• _Task_
Print nothing except the lines of the listing below from the line with "break the chain." to the line with "use super::handbook::Handbook;", each exactly as written, both ends included.

• _Excerpted data_
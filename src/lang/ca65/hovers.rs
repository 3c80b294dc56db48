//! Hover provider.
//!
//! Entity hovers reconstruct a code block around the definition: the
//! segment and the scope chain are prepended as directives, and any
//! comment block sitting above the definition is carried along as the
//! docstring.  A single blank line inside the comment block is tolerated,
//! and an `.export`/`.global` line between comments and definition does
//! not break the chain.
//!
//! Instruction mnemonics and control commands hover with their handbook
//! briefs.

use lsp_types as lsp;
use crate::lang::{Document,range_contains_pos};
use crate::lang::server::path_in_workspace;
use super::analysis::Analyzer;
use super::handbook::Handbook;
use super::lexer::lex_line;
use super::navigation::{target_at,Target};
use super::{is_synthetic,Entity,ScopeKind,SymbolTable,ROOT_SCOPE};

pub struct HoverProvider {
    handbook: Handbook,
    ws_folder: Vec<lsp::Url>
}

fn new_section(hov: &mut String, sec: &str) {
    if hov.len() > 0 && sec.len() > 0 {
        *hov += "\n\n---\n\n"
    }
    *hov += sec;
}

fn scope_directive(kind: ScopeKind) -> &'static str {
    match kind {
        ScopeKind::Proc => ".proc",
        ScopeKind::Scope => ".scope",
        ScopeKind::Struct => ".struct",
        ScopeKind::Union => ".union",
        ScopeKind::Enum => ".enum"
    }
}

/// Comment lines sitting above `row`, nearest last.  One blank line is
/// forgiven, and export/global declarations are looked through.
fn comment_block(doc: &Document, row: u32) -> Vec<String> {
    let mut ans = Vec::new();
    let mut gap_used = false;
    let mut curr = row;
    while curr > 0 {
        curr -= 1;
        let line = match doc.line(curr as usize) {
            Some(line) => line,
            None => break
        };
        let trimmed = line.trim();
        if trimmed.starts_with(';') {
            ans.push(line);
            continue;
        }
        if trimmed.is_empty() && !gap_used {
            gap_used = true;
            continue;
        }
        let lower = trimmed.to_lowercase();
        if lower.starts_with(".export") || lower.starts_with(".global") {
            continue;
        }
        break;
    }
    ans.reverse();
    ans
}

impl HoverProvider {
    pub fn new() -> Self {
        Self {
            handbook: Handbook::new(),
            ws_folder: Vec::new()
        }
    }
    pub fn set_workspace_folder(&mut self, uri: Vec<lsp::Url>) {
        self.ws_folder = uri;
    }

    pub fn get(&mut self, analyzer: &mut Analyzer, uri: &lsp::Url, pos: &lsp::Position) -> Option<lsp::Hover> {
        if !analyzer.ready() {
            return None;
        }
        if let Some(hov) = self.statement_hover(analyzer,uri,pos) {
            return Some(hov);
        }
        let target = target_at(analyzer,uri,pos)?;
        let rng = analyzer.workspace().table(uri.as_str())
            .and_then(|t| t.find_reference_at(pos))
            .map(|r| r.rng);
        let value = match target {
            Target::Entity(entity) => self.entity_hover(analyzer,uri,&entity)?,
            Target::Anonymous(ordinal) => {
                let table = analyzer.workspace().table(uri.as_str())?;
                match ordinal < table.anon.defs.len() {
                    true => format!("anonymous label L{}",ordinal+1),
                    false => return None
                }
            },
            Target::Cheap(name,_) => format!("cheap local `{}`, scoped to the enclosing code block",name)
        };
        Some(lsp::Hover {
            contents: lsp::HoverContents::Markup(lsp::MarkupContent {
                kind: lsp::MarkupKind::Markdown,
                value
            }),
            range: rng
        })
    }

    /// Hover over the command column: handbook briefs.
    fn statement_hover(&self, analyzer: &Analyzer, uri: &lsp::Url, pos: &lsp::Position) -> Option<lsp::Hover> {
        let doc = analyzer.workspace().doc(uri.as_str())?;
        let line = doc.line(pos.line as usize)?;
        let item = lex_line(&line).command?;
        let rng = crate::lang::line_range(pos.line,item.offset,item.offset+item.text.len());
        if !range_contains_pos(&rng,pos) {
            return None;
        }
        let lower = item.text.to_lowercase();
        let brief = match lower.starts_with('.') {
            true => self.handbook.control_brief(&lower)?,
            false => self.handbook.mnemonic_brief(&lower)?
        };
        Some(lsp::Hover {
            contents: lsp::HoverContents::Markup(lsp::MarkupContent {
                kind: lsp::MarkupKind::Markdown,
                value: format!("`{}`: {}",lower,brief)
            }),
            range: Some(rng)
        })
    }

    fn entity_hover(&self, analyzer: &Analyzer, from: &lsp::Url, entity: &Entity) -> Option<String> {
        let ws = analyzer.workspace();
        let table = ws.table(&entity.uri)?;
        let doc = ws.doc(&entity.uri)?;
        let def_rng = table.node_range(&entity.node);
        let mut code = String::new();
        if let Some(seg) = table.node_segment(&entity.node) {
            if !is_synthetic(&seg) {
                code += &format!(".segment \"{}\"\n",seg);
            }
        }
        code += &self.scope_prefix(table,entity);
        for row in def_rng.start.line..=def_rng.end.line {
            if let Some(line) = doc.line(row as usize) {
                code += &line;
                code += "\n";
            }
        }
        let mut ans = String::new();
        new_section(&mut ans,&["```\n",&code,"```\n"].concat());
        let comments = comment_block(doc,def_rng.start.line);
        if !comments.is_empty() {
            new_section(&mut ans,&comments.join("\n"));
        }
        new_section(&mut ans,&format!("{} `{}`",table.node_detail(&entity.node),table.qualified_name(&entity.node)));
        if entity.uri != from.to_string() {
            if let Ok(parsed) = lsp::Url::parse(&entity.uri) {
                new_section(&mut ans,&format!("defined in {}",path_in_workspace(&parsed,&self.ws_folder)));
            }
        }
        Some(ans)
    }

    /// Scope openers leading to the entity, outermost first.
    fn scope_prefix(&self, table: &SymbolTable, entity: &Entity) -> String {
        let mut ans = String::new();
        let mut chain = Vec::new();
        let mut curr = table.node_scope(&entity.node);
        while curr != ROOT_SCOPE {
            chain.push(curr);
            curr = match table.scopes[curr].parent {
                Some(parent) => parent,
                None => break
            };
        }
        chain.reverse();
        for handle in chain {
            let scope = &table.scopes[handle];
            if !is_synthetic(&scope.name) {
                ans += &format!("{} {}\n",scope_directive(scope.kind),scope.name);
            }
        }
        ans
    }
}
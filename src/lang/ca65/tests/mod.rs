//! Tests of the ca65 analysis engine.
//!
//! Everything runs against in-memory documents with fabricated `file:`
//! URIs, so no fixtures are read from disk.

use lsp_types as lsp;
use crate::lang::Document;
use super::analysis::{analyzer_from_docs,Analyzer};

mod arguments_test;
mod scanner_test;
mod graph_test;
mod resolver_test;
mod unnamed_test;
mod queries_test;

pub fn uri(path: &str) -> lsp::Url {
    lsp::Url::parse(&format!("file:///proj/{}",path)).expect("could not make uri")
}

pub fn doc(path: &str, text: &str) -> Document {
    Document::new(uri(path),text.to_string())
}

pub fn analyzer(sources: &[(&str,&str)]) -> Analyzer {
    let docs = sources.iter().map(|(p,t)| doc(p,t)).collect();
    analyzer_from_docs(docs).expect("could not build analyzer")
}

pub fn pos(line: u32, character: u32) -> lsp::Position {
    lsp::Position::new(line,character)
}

• _Result_
//! not break the chain.
//!
//! Instruction mnemonics and control commands hover with their handbook
//! briefs.

use lsp_types as lsp;
use crate::lang::{Document,range_contains_pos};
use crate::lang::server::path_in_workspace;
use super::analysis::Analyzer;
use super::handbook::Handbook;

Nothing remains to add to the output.